Many years ago, Walter Bagehot noted that “John Bull can stand many things, but he cannot stand two per cent.” Well, since the Great Recession, he has had to stand yields well below that. Actually, in many countries, investors have to stand interest rates below zero. How logical is that?

And the virus of negative yields is quickly spreading. In September 2019, the amount of global debt with negative yields amounted to about $16 trillion, or more than 25 percent of the market. This number has nearly tripled since October 2018. Even the 10-year German bond went negative (see the chart below), while Nordea Bank, a leading Danish bank, said it will begin offering 20-year fixed-rate mortgages with zero interest, as well as 30-year mortgages at minus 0.5 percent. Isn’t this economic madness?

Chart 1: 10-year German government bond yields from January 2010 to August 2019.

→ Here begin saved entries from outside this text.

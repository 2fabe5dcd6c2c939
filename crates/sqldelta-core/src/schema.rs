//! Schema model: a namespace-aware collection of tables, sequences, and
//! views.

use serde::{Deserialize, Serialize};

use crate::casemap::{normalize_key, CaseInsensitiveMap};
use crate::diagnostics::{Warning, WarningCode};
use crate::error::DefinitionError;
use crate::name::{parse_optionally_qualified, OptionallyQualifiedName, UnqualifiedName};
use crate::sequence::Sequence;
use crate::table::{Table, TableOptions};
use crate::view::View;

/// Schema-wide configuration.
#[derive(Debug, Clone, PartialEq, Eq, Serialize, Deserialize)]
pub struct SchemaConfig {
    /// The namespace unqualified object names implicitly belong to.
    pub default_namespace: Option<UnqualifiedName>,
    /// Maximum identifier length on the target platform.
    pub max_identifier_length: usize,
    /// Options applied to tables that do not declare their own.
    pub default_table_options: TableOptions,
}

impl Default for SchemaConfig {
    fn default() -> Self {
        Self {
            default_namespace: None,
            max_identifier_length: 63,
            default_table_options: TableOptions::default(),
        }
    }
}

/// A schema snapshot.
///
/// Object lookups are case-insensitive and namespace-aware: an unqualified
/// lookup implicitly matches an object qualified with the schema's default
/// namespace, and vice versa.
#[derive(Debug, Clone, PartialEq, Serialize, Deserialize)]
pub struct Schema {
    tables: CaseInsensitiveMap<Table>,
    sequences: CaseInsensitiveMap<Sequence>,
    views: CaseInsensitiveMap<View>,
    namespaces: Vec<UnqualifiedName>,
    config: SchemaConfig,
    warnings: Vec<Warning>,
}

impl Schema {
    /// Returns a blank editor.
    #[must_use]
    pub fn editor() -> SchemaEditor {
        SchemaEditor::default()
    }

    /// Returns an editor pre-seeded with this schema's state.
    #[must_use]
    pub fn edit(&self) -> SchemaEditor {
        SchemaEditor {
            config: self.config.clone(),
            namespaces: self.namespaces.clone(),
            tables: self.tables.values().cloned().collect(),
            sequences: self.sequences.values().cloned().collect(),
            views: self.views.values().cloned().collect(),
        }
    }

    /// The tables in declaration order.
    pub fn tables(&self) -> impl Iterator<Item = &Table> {
        self.tables.values()
    }

    /// Looks up a table by name, case-insensitively and
    /// default-namespace-aware.
    #[must_use]
    pub fn table(&self, name: &str) -> Option<&Table> {
        self.tables.get(&self.resolve_raw(name))
    }

    /// Whether a table with the given name exists.
    #[must_use]
    pub fn has_table(&self, name: &str) -> bool {
        self.table(name).is_some()
    }

    /// The sequences in declaration order.
    pub fn sequences(&self) -> impl Iterator<Item = &Sequence> {
        self.sequences.values()
    }

    /// Looks up a sequence by name, case-insensitively and
    /// default-namespace-aware.
    #[must_use]
    pub fn sequence(&self, name: &str) -> Option<&Sequence> {
        self.sequences.get(&self.resolve_raw(name))
    }

    /// The views in declaration order.
    pub fn views(&self) -> impl Iterator<Item = &View> {
        self.views.values()
    }

    /// Looks up a view by name, case-insensitively and
    /// default-namespace-aware.
    #[must_use]
    pub fn view(&self, name: &str) -> Option<&View> {
        self.views.get(&self.resolve_raw(name))
    }

    /// The namespaces, explicit and implied by object qualifiers, in first
    /// occurrence order.
    #[must_use]
    pub fn namespaces(&self) -> &[UnqualifiedName] {
        &self.namespaces
    }

    /// Whether the given namespace exists, case-insensitively.
    #[must_use]
    pub fn has_namespace(&self, name: &str) -> bool {
        let needle = normalize_key(name);
        self.namespaces
            .iter()
            .any(|namespace| namespace.normalized() == needle)
    }

    /// The schema configuration.
    #[must_use]
    pub const fn config(&self) -> &SchemaConfig {
        &self.config
    }

    /// Compatibility warnings recorded while the schema was assembled.
    #[must_use]
    pub fn warnings(&self) -> &[Warning] {
        &self.warnings
    }

    /// Resolves a name to the fully qualified lookup key used internally:
    /// the qualifier (or the default namespace, when configured) plus the
    /// object name, both normalized.
    #[must_use]
    pub fn resolve_name(&self, name: &OptionallyQualifiedName) -> String {
        resolve_key(name, self.config.default_namespace.as_ref())
    }

    fn resolve_raw(&self, raw: &str) -> String {
        parse_optionally_qualified(raw).map_or_else(
            |_| normalize_key(raw),
            |name| self.resolve_name(&name),
        )
    }
}

fn resolve_key(
    name: &OptionallyQualifiedName,
    default_namespace: Option<&UnqualifiedName>,
) -> String {
    match (name.qualifier(), default_namespace) {
        (Some(qualifier), _) => {
            format!("{}.{}", qualifier.normalized(), name.name().normalized())
        }
        (None, Some(namespace)) => {
            format!("{}.{}", namespace.normalized(), name.name().normalized())
        }
        (None, None) => name.name().normalized(),
    }
}

/// Fluent builder for [`Schema`] instances: the construction path that
/// enforces global name uniqueness and records qualification-consistency
/// warnings.
#[derive(Debug, Clone, Default)]
pub struct SchemaEditor {
    config: SchemaConfig,
    namespaces: Vec<UnqualifiedName>,
    tables: Vec<Table>,
    sequences: Vec<Sequence>,
    views: Vec<View>,
}

impl SchemaEditor {
    /// Sets the schema configuration.
    #[must_use]
    pub fn set_config(mut self, config: SchemaConfig) -> Self {
        self.config = config;
        self
    }

    /// Declares a namespace explicitly.
    #[must_use]
    pub fn add_namespace(mut self, namespace: UnqualifiedName) -> Self {
        self.namespaces.push(namespace);
        self
    }

    /// Appends a table.
    #[must_use]
    pub fn add_table(mut self, table: Table) -> Self {
        self.tables.push(table);
        self
    }

    /// Appends a sequence.
    #[must_use]
    pub fn add_sequence(mut self, sequence: Sequence) -> Self {
        self.sequences.push(sequence);
        self
    }

    /// Appends a view.
    #[must_use]
    pub fn add_view(mut self, view: View) -> Self {
        self.views.push(view);
        self
    }

    /// Validates the definition and assembles the schema.
    ///
    /// # Errors
    ///
    /// Returns [`DefinitionError::DuplicateObject`] when two same-kind
    /// objects resolve to the same fully qualified name.
    pub fn create(self) -> Result<Schema, DefinitionError> {
        let default_namespace = self.config.default_namespace.clone();
        let mut namespaces: Vec<UnqualifiedName> = Vec::new();
        let mut register_namespace = |namespace: UnqualifiedName| {
            let key = namespace.normalized();
            if !namespaces.iter().any(|existing| existing.normalized() == key) {
                namespaces.push(namespace);
            }
        };

        // The default namespace exists by definition once configured;
        // unqualified objects live in it.
        if let Some(namespace) = default_namespace.clone() {
            register_namespace(namespace);
        }

        for namespace in self.namespaces {
            register_namespace(namespace);
        }

        let mut warnings = Vec::new();

        let mut tables = CaseInsensitiveMap::new();
        let mut qualification = QualificationTracker::new("table", default_namespace.is_some());
        for table in self.tables {
            let name = table.name().clone();
            if let Some(qualifier) = name.qualifier() {
                register_namespace(UnqualifiedName::new(qualifier.clone()));
            }
            qualification.observe(&name, &mut warnings);

            let key = resolve_key(&name, default_namespace.as_ref());
            if tables.insert(key.clone(), table).is_some() {
                return Err(DefinitionError::DuplicateObject {
                    kind: "table",
                    name: key,
                });
            }
        }

        let mut sequences = CaseInsensitiveMap::new();
        let mut qualification =
            QualificationTracker::new("sequence", default_namespace.is_some());
        for sequence in self.sequences {
            let name = sequence.name().clone();
            if let Some(qualifier) = name.qualifier() {
                register_namespace(UnqualifiedName::new(qualifier.clone()));
            }
            qualification.observe(&name, &mut warnings);

            let key = resolve_key(&name, default_namespace.as_ref());
            if sequences.insert(key.clone(), sequence).is_some() {
                return Err(DefinitionError::DuplicateObject {
                    kind: "sequence",
                    name: key,
                });
            }
        }

        let mut views = CaseInsensitiveMap::new();
        for view in self.views {
            let name = view.name().clone();
            if let Some(qualifier) = name.qualifier() {
                register_namespace(UnqualifiedName::new(qualifier.clone()));
            }

            let key = resolve_key(&name, default_namespace.as_ref());
            if views.insert(key.clone(), view).is_some() {
                return Err(DefinitionError::DuplicateObject {
                    kind: "view",
                    name: key,
                });
            }
        }

        Ok(Schema {
            tables,
            sequences,
            views,
            namespaces,
            config: self.config,
            warnings,
        })
    }
}

/// Tracks whether qualified and unqualified names of one object kind are
/// being mixed. Without a default namespace there is no way to interpret the
/// unqualified ones consistently, so mixing is flagged; this stays a
/// backward-compatibility warning, never a hard error.
struct QualificationTracker {
    kind: &'static str,
    has_default_namespace: bool,
    first_qualified: Option<bool>,
}

impl QualificationTracker {
    const fn new(kind: &'static str, has_default_namespace: bool) -> Self {
        Self {
            kind,
            has_default_namespace,
            first_qualified: None,
        }
    }

    fn observe(&mut self, name: &OptionallyQualifiedName, warnings: &mut Vec<Warning>) {
        if self.has_default_namespace {
            return;
        }
        let qualified = name.qualifier().is_some();
        match self.first_qualified {
            None => self.first_qualified = Some(qualified),
            Some(first) if first != qualified => {
                warnings.push(Warning::emit(
                    WarningCode::MixedNameQualification,
                    format!(
                        "{} '{name}' mixes qualified and unqualified naming \
                         without a configured default namespace",
                        self.kind
                    ),
                ));
            }
            Some(_) => {}
        }
    }
}

#[cfg(test)]
mod tests {
    use super::*;
    use crate::column::{Column, ColumnType};

    fn table(name: &str, qualifier: Option<&str>) -> Table {
        Table::editor()
            .set_name(OptionallyQualifiedName::unquoted(name, qualifier).unwrap())
            .add_column(
                Column::editor()
                    .set_name(crate::name::UnqualifiedName::unquoted("id").unwrap())
                    .set_type(ColumnType::Integer)
                    .create()
                    .unwrap(),
            )
            .create()
            .unwrap()
    }

    #[test]
    fn duplicate_tables_rejected() {
        let result = Schema::editor()
            .add_table(table("users", None))
            .add_table(table("USERS", None))
            .create();
        assert_eq!(
            result.unwrap_err(),
            DefinitionError::DuplicateObject {
                kind: "table",
                name: "users".into(),
            }
        );
    }

    #[test]
    fn lookup_is_case_insensitive() {
        let schema = Schema::editor()
            .add_table(table("Users", None))
            .create()
            .unwrap();
        assert!(schema.has_table("users"));
        assert!(schema.has_table("USERS"));
    }

    #[test]
    fn unqualified_lookup_matches_default_namespace() {
        let schema = Schema::editor()
            .set_config(SchemaConfig {
                default_namespace: Some(UnqualifiedName::unquoted("public").unwrap()),
                ..SchemaConfig::default()
            })
            .add_table(table("users", Some("public")))
            .create()
            .unwrap();

        assert!(schema.has_table("users"));
        assert!(schema.has_table("public.users"));
        assert!(!schema.has_table("other.users"));
    }

    #[test]
    fn qualified_lookup_matches_unqualified_object_under_default_namespace() {
        let schema = Schema::editor()
            .set_config(SchemaConfig {
                default_namespace: Some(UnqualifiedName::unquoted("public").unwrap()),
                ..SchemaConfig::default()
            })
            .add_table(table("users", None))
            .create()
            .unwrap();

        assert!(schema.has_table("public.users"));
    }

    #[test]
    fn qualifiers_imply_namespaces() {
        let schema = Schema::editor()
            .add_table(table("users", Some("app")))
            .create()
            .unwrap();
        assert!(schema.has_namespace("app"));
        assert!(schema.has_namespace("APP"));
        assert!(!schema.has_namespace("public"));
    }

    #[test]
    fn mixed_qualification_warns_but_succeeds() {
        let schema = Schema::editor()
            .add_table(table("users", Some("app")))
            .add_table(table("orders", None))
            .create()
            .unwrap();

        assert_eq!(schema.warnings().len(), 1);
        assert_eq!(
            schema.warnings()[0].code,
            WarningCode::MixedNameQualification
        );
        assert!(schema.has_table("app.users"));
        assert!(schema.has_table("orders"));
    }

    #[test]
    fn mixed_qualification_is_fine_with_a_default_namespace() {
        let schema = Schema::editor()
            .set_config(SchemaConfig {
                default_namespace: Some(UnqualifiedName::unquoted("app").unwrap()),
                ..SchemaConfig::default()
            })
            .add_table(table("users", Some("app")))
            .add_table(table("orders", None))
            .create()
            .unwrap();
        assert!(schema.warnings().is_empty());
    }

    #[test]
    fn edit_round_trip_is_structurally_equal() {
        let schema = Schema::editor()
            .add_namespace(UnqualifiedName::unquoted("app").unwrap())
            .add_table(table("users", Some("app")))
            .add_sequence(
                Sequence::editor()
                    .set_name(OptionallyQualifiedName::unquoted("users_id_seq", Some("app")).unwrap())
                    .create()
                    .unwrap(),
            )
            .create()
            .unwrap();
        assert_eq!(schema, schema.edit().create().unwrap());
    }
}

German government bond yields and gold chart

Normally, instead of spending it themselves, lenders offer the borrowers money, in return receiving the promise of being paid back, and interest. Negative bond yields seem to turn the credit relations upside down. But they do not mean negative coupon payments. Negative yields imply losses for investors who purchase these bonds and hold them until maturity, not for all bond investors. 

Let’s assume that the Dutch government issues one-year bond with a nominal value of €1000 and a coupon of 1 percent per annum paid at the bond’s maturity date. If the bond is quoted at nominal price, then the yield to maturity is 1 percent. What happens when the bond price rises to €1020? In this situation, the yield to maturity drops to almost -1.0 percent. This is because the investor who bought the bond at €1020, will receive only €1010 at maturity, losing €10. However, if the price of bond rises further from €1020 to €1040, the investor will enjoy the positive return of 1.96 percent (20/1020), although the yield to maturity will drop to -2.88 percent (30/1040).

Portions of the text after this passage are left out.